"Por que os comunistas chineses se saem melhores capitalistas do que nós?". Esta é uma instigante pergunta que procura responder a renomada professora da Universidade de Cambridge, Loretta Napoleoni, no seu mais novo best-seller: “Maonomics”. Destinado ao grande público, o livro dessa importante pesquisadora ilumina caminhos que nos ajudam a entender o sucesso chinês neste mundo globalizado.
Posto isso, comento, nestas linhas, alguns pontos que me parecem fundamentais para entender esse dilema chinês, um “milagre” construído com muita paciência e trabalho.
Primeiro: o que está por trás do “milagre” chinês.
Numa civilização com cinco mil anos de história, o tempo é algo muito lento.
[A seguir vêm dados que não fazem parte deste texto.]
impl BridgeCoordinator {
    /// Load persisted state and spawn the coordinator task
    ///
    /// Must be called from within a Tokio runtime. The coordinator runs until
    /// [`BridgeHandle::shutdown`] or until every handle is dropped.
    pub fn start(config: BridgeConfig, caps: Capabilities) -> BridgeResult<BridgeHandle> {
        config.validate()?;

        let directory = ClientDirectory::load(caps.store.clone(), config.default_caller.clone())?;
        let cached_token = caps.store.load_device_token()?;
        if cached_token.is_some() {
            debug!("Restored cached device token");
        }

        let (tx, rx) = mpsc::unbounded_channel();
        let events = Arc::new(EventPublisher::new());
        let completions = tx.downgrade();

        let coordinator = Self {
            state: CallSessionState::new(config.default_identity.clone()),
            registration: PushRegistrationManager::new(cached_token),
            directory,
            telephony: TelephonyUiBridge::new(caps.telephony.clone(), completions.clone()),
            adapter: TransportEventAdapter::from_config(&config),
            caller_id_key: config.caller_id_parameter_key.clone(),
            audio_enabled: false,
            speaker_on: false,
            events: events.clone(),
            completions,
            caps,
            config,
        };

        let dispatcher = CommandDispatcher::new(coordinator.config.strict_commands);
        tokio::spawn(coordinator.run(rx));
        info!("Call bridge coordinator started");

        Ok(BridgeHandle {
            tx,
            events,
            dispatcher,
        })
    }

    async fn run(mut self, mut rx: mpsc::UnboundedReceiver<BridgeMessage>) {
        while let Some(message) = rx.recv().await {
            match message {
                BridgeMessage::Command { command, reply } => self.handle_command(command, reply).await,
                BridgeMessage::Transport(event) => self.handle_transport_event(event).await,
                BridgeMessage::Ui(action) => self.handle_ui_action(action).await,
                BridgeMessage::Push(message) => self.handle_push(message).await,
                BridgeMessage::Completion(completion) => self.handle_completion(completion),
                BridgeMessage::Snapshot { reply } => {
                    let _ = reply.send(self.snapshot());
                }
                BridgeMessage::Shutdown { done } => {
                    self.shut_down();
                    let _ = done.send(());
                    break;
                }
            }
        }
        info!("Call bridge coordinator stopped");
    }

    fn handle_completion(&mut self, completion: Completion) {
        match completion {
            Completion::StartTransaction {
                call_id,
                handle,
                result,
            } => self.on_start_transaction(call_id, handle, result),
            Completion::EndTransaction {
                call_id,
                target,
                result,
            } => self.on_end_transaction(call_id, target, result),
            Completion::IncomingReport { call_id, result } => self.on_incoming_reported(call_id, result),
            Completion::Registration { request, result } => self.on_registration_completed(request, result),
            Completion::Unregistration { result } => self.on_unregistration_completed(result),
            Completion::Microphone {
                call_id,
                handle,
                granted,
            } => self.on_microphone_checked(call_id, handle, granted),
        }
    }

    fn snapshot(&self) -> BridgeSnapshot {
        BridgeSnapshot {
            session: self.state.session().cloned(),
            invite: self.state.invite().map(|p| p.invite.clone()),
            pending_outgoing: self.state.pending_outgoing().map(|p| p.id),
            registration: self.registration.status(),
            device_token: self.registration.device_token().cloned(),
            audio_enabled: self.audio_enabled,
            speaker_on: self.speaker_on,
            caller_id_key: self.caller_id_key.clone(),
        }
    }

    fn shut_down(&mut self) {
        if let Some(session) = self.state.session() {
            warn!("Shutting down with call {} still active", session.id);
        }
        self.caps.telephony.invalidate();
        self.events.unsubscribe();
    }

    // ===== CALL CONTROLS =====

    /// Reserve the call slot and check the microphone before asking the native UI to start
    pub(crate) fn make_call(
        &mut self,
        to: String,
        from: String,
        access_token: Option<String>,
        params: BTreeMap<String, String>,
    ) -> BridgeResult<()> {
        if let Some(token) = &access_token {
            self.registration.remember_credential(token.clone());
        }

        match self.state.request_outgoing(to, from, access_token, params)? {
            OutgoingDecision::HangUpExisting(call_id) => {
                self.events.log(
                    LogLevel::Info,
                    "Ending the connected call before placing a new one",
                );
                self.telephony.request_end(call_id, EndTarget::Call);
                Err(BridgeError::AlreadyInCall)
            }
            OutgoingDecision::Start(pending) => {
                let microphone = self.caps.microphone.clone();
                let completions = self.completions.clone();
                tokio::spawn(async move {
                    let granted = microphone.ensure().await;
                    post_completion(
                        &completions,
                        Completion::Microphone {
                            call_id: pending.id,
                            handle: pending.to,
                            granted,
                        },
                    );
                });
                Ok(())
            }
        }
    }

    fn on_microphone_checked(&mut self, call_id: CallId, handle: String, granted: bool) {
        if self.state.pending_outgoing().map(|p| p.id) != Some(call_id) {
            debug!("Outgoing call {} no longer pending", call_id);
            return;
        }
        if !granted {
            if self.config.require_microphone {
                self.state.abandon_outgoing(call_id);
                self.events.bridge_error(&BridgeError::PermissionDenied);
                return;
            }
            self.events.log(
                LogLevel::Warn,
                "Microphone permission denied, continuing without microphone",
            );
        }
        self.telephony.request_start(call_id, handle);
    }

    /// End the pending invite, the active call or an outgoing call still starting
    pub(crate) fn hang_up(&mut self) {
        match self.state.end_request(true) {
            Some((call_id, target)) => {
                self.events.log(LogLevel::Info, "Hang up requested");
                self.telephony.request_end(call_id, target);
            }
            None => match self.state.pending_outgoing().map(|p| p.id) {
                // The pending native start action now fails and closes the call UI
                Some(call_id) => {
                    self.state.abandon_outgoing(call_id);
                    self.events
                        .log(LogLevel::Info, "Outgoing call abandoned before it connected");
                }
                None => debug!("Nothing to hang up"),
            },
        }
    }

    /// Mute or unmute the active call; `None` toggles
    pub(crate) async fn set_muted(&mut self, muted: Option<bool>) -> BridgeResult<()> {
        let session = self.state.active_mut()?;
        let (call_id, muted) = (session.id, muted.unwrap_or(!session.muted));
        self.caps.transport.set_muted(call_id, muted).await?;
        self.state.active_mut()?.muted = muted;
        self.events.call_event(CallEvent::Muted(muted));
        Ok(())
    }

    /// Hold or resume the active call; `None` toggles
    pub(crate) async fn set_held(&mut self, on_hold: Option<bool>) -> BridgeResult<()> {
        let session = self.state.active_mut()?;
        let (call_id, on_hold) = (session.id, on_hold.unwrap_or(!session.held));
        self.caps.transport.set_held(call_id, on_hold).await?;
        self.state.active_mut()?.held = on_hold;
        self.events.call_event(CallEvent::Held(on_hold));
        Ok(())
    }

    pub(crate) fn toggle_speaker(&mut self, speaker_on: bool) {
        let route = if speaker_on {
            AudioRoute::Speaker
        } else {
            AudioRoute::Earpiece
        };
        if self.route_audio(route) {
            self.events.call_event(CallEvent::Speaker(speaker_on));
        }
    }

    /// Switch the audio route, logging failures; returns whether it switched
    pub(crate) fn route_audio(&mut self, route: AudioRoute) -> bool {
        match self.caps.audio.set_route(route) {
            Ok(()) => {
                self.speaker_on = route == AudioRoute::Speaker;
                true
            }
            Err(e) => {
                self.events
                    .log(LogLevel::Error, format!("Failed to route audio: {}", e));
                false
            }
        }
    }

    pub(crate) fn set_audio_enabled(&mut self, enabled: bool) {
        self.audio_enabled = enabled;
        self.caps.audio.set_enabled(enabled);
    }
}
//! # callbridge-core - VoIP call session coordinator
//!
//! This crate is the platform-independent core of a mobile VoIP plugin. It
//! reconciles three asynchronous event sources into one consistent call state:
//! - **VoIP push** - incoming call invites and device token updates
//! - **Native call UI** - start, answer, end, hold and mute actions
//! - **Transport SDK** - call lifecycle callbacks (ringing, connected, failed, ...)
//!
//! The host application drives the bridge with string commands and observes it
//! through a single stream of string-tagged events.
//!
//! ## Quick Start
//!
//! ```rust,no_run
//! use std::sync::Arc;
//! use callbridge_core::{BridgeConfig, BridgeCoordinator, Capabilities};
//! use callbridge_core::store::JsonFileStore;
//! # use callbridge_core::capabilities::{AudioRouter, MicrophonePermission, TelephonyUi, VoiceTransport};
//!
//! # async fn example(
//! #     transport: Arc<dyn VoiceTransport>,
//! #     telephony: Arc<dyn TelephonyUi>,
//! #     microphone: Arc<dyn MicrophonePermission>,
//! #     audio: Arc<dyn AudioRouter>,
//! # ) -> callbridge_core::BridgeResult<()> {
//! let config = BridgeConfig::from_file("callbridge.toml")?;
//! let store = JsonFileStore::from_config(&config).unwrap_or_else(|| JsonFileStore::new("clients.json"));
//! let capabilities = Capabilities {
//!     transport,
//!     telephony,
//!     store: Arc::new(store),
//!     microphone,
//!     audio,
//! };
//!
//! let bridge = BridgeCoordinator::start(config, capabilities)?;
//! let mut events = bridge.subscribe();
//!
//! bridge.invoke("registerClient", &serde_json::json!({ "id": "42", "name": "Bob" })).await?;
//! let on_call = bridge.invoke("isOnCall", &serde_json::Value::Null).await?;
//! assert!(!on_call.as_bool());
//! # Ok(())
//! # }
//! ```
//!
//! ## Architecture
//!
//! - [`coordinator`] owns every piece of state and consumes one serialized queue
//! - [`session`] is the synchronous call slot state machine
//! - [`registration`] decides when to (un)register for pushes
//! - [`directory`] maps client ids to display names
//! - [`bridge`] adapts native UI, transport and push callbacks
//! - [`capabilities`] are the traits the host implements for the platform SDKs

pub mod bridge;
pub mod capabilities;
pub mod commands;
pub mod config;
pub mod coordinator;
pub mod directory;
pub mod error;
pub mod events;
pub mod logging;
pub mod registration;
pub mod session;
pub mod store;
pub mod testing;
pub mod types;

// Re-export main types
pub use bridge::{ActionOutcome, PushMessage, TransportEvent, UiActionKind};
pub use capabilities::Capabilities;
pub use commands::{Command, CommandReply};
pub use config::{BridgeConfig, DuplicateInvitePolicy, LoggingSettings};
pub use coordinator::{BridgeCoordinator, BridgeHandle, BridgeSnapshot, WeakBridgeHandle};
pub use error::{BridgeError, BridgeResult};
pub use events::{CallEvent, EventStream, LogLevel, OutboundEvent};
pub use types::{CallDirection, CallId, CallInvite, CallSession, CallStatus, DeviceToken, PushKind};

/// Library version
pub const VERSION: &str = env!("CARGO_PKG_VERSION");
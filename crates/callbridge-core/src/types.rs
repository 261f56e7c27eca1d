//! Shared data types
//!
//! # Type Categories
//!
//! - **Call Types** - the single call session, its direction and status
//! - **Invite Types** - pending incoming call offers
//! - **Transport Types** - connect options and accepted call descriptions
//! - **Native UI Types** - call updates and end reasons reported to the system call UI
//! - **Push Types** - device tokens and push kinds

use std::collections::{BTreeMap, HashMap};
use std::fmt;

use chrono::{DateTime, Utc};
use serde::{Deserialize, Serialize};
use uuid::Uuid;

/// Unique identifier of a call or invite, shared with the native call UI
pub type CallId = Uuid;

// ===== CALL TYPES =====

/// Direction of a call relative to this device
#[derive(Debug, Clone, Copy, PartialEq, Eq, Serialize, Deserialize)]
pub enum CallDirection {
    /// Placed by the local user
    Outgoing,
    /// Offered by a remote party and accepted locally
    Incoming,
}

impl fmt::Display for CallDirection {
    fn fmt(&self, f: &mut fmt::Formatter<'_>) -> fmt::Result {
        match self {
            CallDirection::Outgoing => write!(f, "Outgoing"),
            CallDirection::Incoming => write!(f, "Incoming"),
        }
    }
}

/// Lifecycle status of the call session
///
/// The slot itself is idle when no session exists, so there is no `Idle`
/// variant here.
#[derive(Debug, Clone, Copy, PartialEq, Eq, Serialize, Deserialize)]
pub enum CallStatus {
    /// Connect or accept issued, nothing heard from the transport yet
    Connecting,
    /// Remote side is alerting
    Ringing,
    /// Media path established
    Connected,
    /// Transport lost connectivity and is trying to recover
    Reconnecting,
    /// Call ended normally
    Disconnected,
    /// Call ended with an error
    Failed,
}

impl CallStatus {
    /// Whether the call can no longer change state
    pub fn is_terminal(&self) -> bool {
        matches!(self, CallStatus::Disconnected | CallStatus::Failed)
    }
}

/// The one call this bridge manages
#[derive(Debug, Clone, PartialEq)]
pub struct CallSession {
    /// Identifier shared with the native call UI and the transport
    pub id: CallId,
    /// Who placed the call
    pub direction: CallDirection,
    /// Remote party address
    pub remote: String,
    /// Local identity on the transport
    pub local_identity: String,
    /// Current lifecycle status
    pub status: CallStatus,
    /// Microphone muted
    pub muted: bool,
    /// Call on hold
    pub held: bool,
    /// When the session was opened
    pub started_at: DateTime<Utc>,
}

impl CallSession {
    /// Open a session in the `Connecting` status
    pub fn new(
        id: CallId,
        direction: CallDirection,
        remote: impl Into<String>,
        local_identity: impl Into<String>,
    ) -> Self {
        Self {
            id,
            direction,
            remote: remote.into(),
            local_identity: local_identity.into(),
            status: CallStatus::Connecting,
            muted: false,
            held: false,
            started_at: Utc::now(),
        }
    }
}

/// An outgoing call waiting for the native UI to confirm the start action
#[derive(Debug, Clone, PartialEq)]
pub struct PendingOutgoing {
    /// Identifier the native UI will echo back in its start action
    pub id: CallId,
    /// Destination address, also used as the native UI handle
    pub to: String,
    /// Local identity placing the call
    pub from: String,
    /// Access token supplied with the request, if any
    pub access_token: Option<String>,
    /// Extra parameters forwarded to the transport connect
    pub params: BTreeMap<String, String>,
}

// ===== INVITE TYPES =====

/// An incoming call offer decoded from a VoIP push
#[derive(Debug, Clone, PartialEq)]
pub struct CallInvite {
    /// Identifier shared with the native call UI
    pub id: CallId,
    /// Caller address as the transport reports it, possibly prefixed
    pub from: Option<String>,
    /// Callee address
    pub to: String,
    /// Custom parameters attached by the caller
    pub custom_parameters: HashMap<String, String>,
    /// When the invite was received
    pub created_at: DateTime<Utc>,
}

impl CallInvite {
    /// Create an invite with no custom parameters
    pub fn new(id: CallId, from: Option<String>, to: impl Into<String>) -> Self {
        Self {
            id,
            from,
            to: to.into(),
            custom_parameters: HashMap::new(),
            created_at: Utc::now(),
        }
    }

    /// Attach a custom parameter
    pub fn with_parameter(mut self, key: impl Into<String>, value: impl Into<String>) -> Self {
        self.custom_parameters.insert(key.into(), value.into());
        self
    }

    /// Caller display name carried in the custom parameters under `key`
    pub fn custom_caller_id(&self, key: &str) -> Option<&str> {
        self.custom_parameters.get(key).map(String::as_str)
    }
}

// ===== TRANSPORT TYPES =====

/// Everything the transport needs to place an outgoing call
#[derive(Debug, Clone, PartialEq)]
pub struct ConnectOptions {
    /// Identifier for the new call
    pub call_id: CallId,
    /// Access token authorising the call
    pub access_token: String,
    /// Connect parameters; always contains `To`
    pub params: BTreeMap<String, String>,
}

/// The call object the transport hands back when an invite is accepted
#[derive(Debug, Clone, PartialEq)]
pub struct AcceptedCall {
    /// Identifier of the call, equal to the invite id
    pub call_id: CallId,
    /// Caller address, if the transport knows it
    pub from: Option<String>,
    /// Callee address, if the transport knows it
    pub to: Option<String>,
}

// ===== NATIVE UI TYPES =====

/// Why a call ended, as reported to the native call UI
#[derive(Debug, Clone, Copy, PartialEq, Eq)]
pub enum EndedReason {
    /// The remote party hung up
    RemoteEnded,
    /// The call failed
    Failed,
}

/// Audio output route
#[derive(Debug, Clone, Copy, PartialEq, Eq)]
pub enum AudioRoute {
    /// Built-in receiver
    Earpiece,
    /// Loudspeaker
    Speaker,
}

/// Call details pushed to the native call UI
#[derive(Debug, Clone, PartialEq, Eq)]
pub struct CallUpdate {
    /// Remote handle shown by the system UI
    pub handle: String,
    /// Localised caller name
    pub caller_name: String,
    pub supports_dtmf: bool,
    pub supports_holding: bool,
    pub supports_grouping: bool,
    pub supports_ungrouping: bool,
    pub has_video: bool,
}

impl CallUpdate {
    /// Update for an outgoing call after the start transaction succeeded
    pub fn outgoing(handle: impl Into<String>, caller_name: impl Into<String>) -> Self {
        Self {
            handle: handle.into(),
            caller_name: caller_name.into(),
            supports_dtmf: false,
            supports_holding: true,
            supports_grouping: false,
            supports_ungrouping: false,
            has_video: false,
        }
    }

    /// Update for a newly reported incoming call
    pub fn incoming(handle: impl Into<String>, caller_name: impl Into<String>) -> Self {
        Self {
            supports_dtmf: true,
            ..Self::outgoing(handle, caller_name)
        }
    }
}

// ===== PUSH TYPES =====

/// Kind of push a push-registry callback refers to
#[derive(Debug, Clone, Copy, PartialEq, Eq)]
pub enum PushKind {
    /// VoIP push, the only kind the bridge acts on
    Voip,
    /// Any other push type
    Other,
}

/// Opaque device push token
#[derive(Debug, Clone, PartialEq, Eq, Hash, Serialize, Deserialize)]
#[serde(transparent)]
pub struct DeviceToken(Vec<u8>);

impl DeviceToken {
    /// Wrap raw token bytes
    pub fn new(bytes: impl Into<Vec<u8>>) -> Self {
        Self(bytes.into())
    }

    /// Raw token bytes
    pub fn as_bytes(&self) -> &[u8] {
        &self.0
    }

    /// Whether the token carries no bytes
    pub fn is_empty(&self) -> bool {
        self.0.is_empty()
    }
}

impl fmt::Display for DeviceToken {
    fn fmt(&self, f: &mut fmt::Formatter<'_>) -> fmt::Result {
        for byte in &self.0 {
            write!(f, "{:02x}", byte)?;
        }
        Ok(())
    }
}

#[cfg(test)]
mod tests {
    use super::*;

    #[test]
    fn test_device_token_renders_as_hex() {
        let token = DeviceToken::new(vec![0x0a, 0xff, 0x00]);
        assert_eq!(token.to_string(), "0aff00");
        assert!(!token.is_empty());
        assert!(DeviceToken::new(Vec::new()).is_empty());
    }

    #[test]
    fn test_incoming_update_supports_dtmf() {
        let incoming = CallUpdate::incoming("bob", "Bob");
        let outgoing = CallUpdate::outgoing("bob", "Bob");
        assert!(incoming.supports_dtmf);
        assert!(!outgoing.supports_dtmf);
        assert!(incoming.supports_holding && outgoing.supports_holding);
        assert!(!incoming.has_video);
    }

    #[test]
    fn test_custom_caller_id() {
        let invite = CallInvite::new(Uuid::new_v4(), Some("client:bob".into()), "alice")
            .with_parameter("CALLER_ID", "Bob Builder");
        assert_eq!(invite.custom_caller_id("CALLER_ID"), Some("Bob Builder"));
        assert_eq!(invite.custom_caller_id("OTHER"), None);
    }

    #[test]
    fn test_terminal_statuses() {
        assert!(CallStatus::Failed.is_terminal());
        assert!(CallStatus::Disconnected.is_terminal());
        assert!(!CallStatus::Reconnecting.is_terminal());
    }
}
Lenta foi a abertura chinesa para o mundo. O primeiro namoro com o ocidente ocorreu nos tempos do ex-presidente norte-americano Richard Nixon. Certamente, as mais de 70 vezes que o ex-chanceler Henry Kissinger foi à China para construir os primeiros acordos demonstram como funciona a política chinesa: cheia de símbolos num tempo quase parando.
A China se vê não como um Estado, mas sim como uma civilização. Loretta Napoleoni nos conta que “os chineses estão mais em contato com a própria história porque sua estatura política permaneceu fundamentalmente intocada durante 5 mil anos”.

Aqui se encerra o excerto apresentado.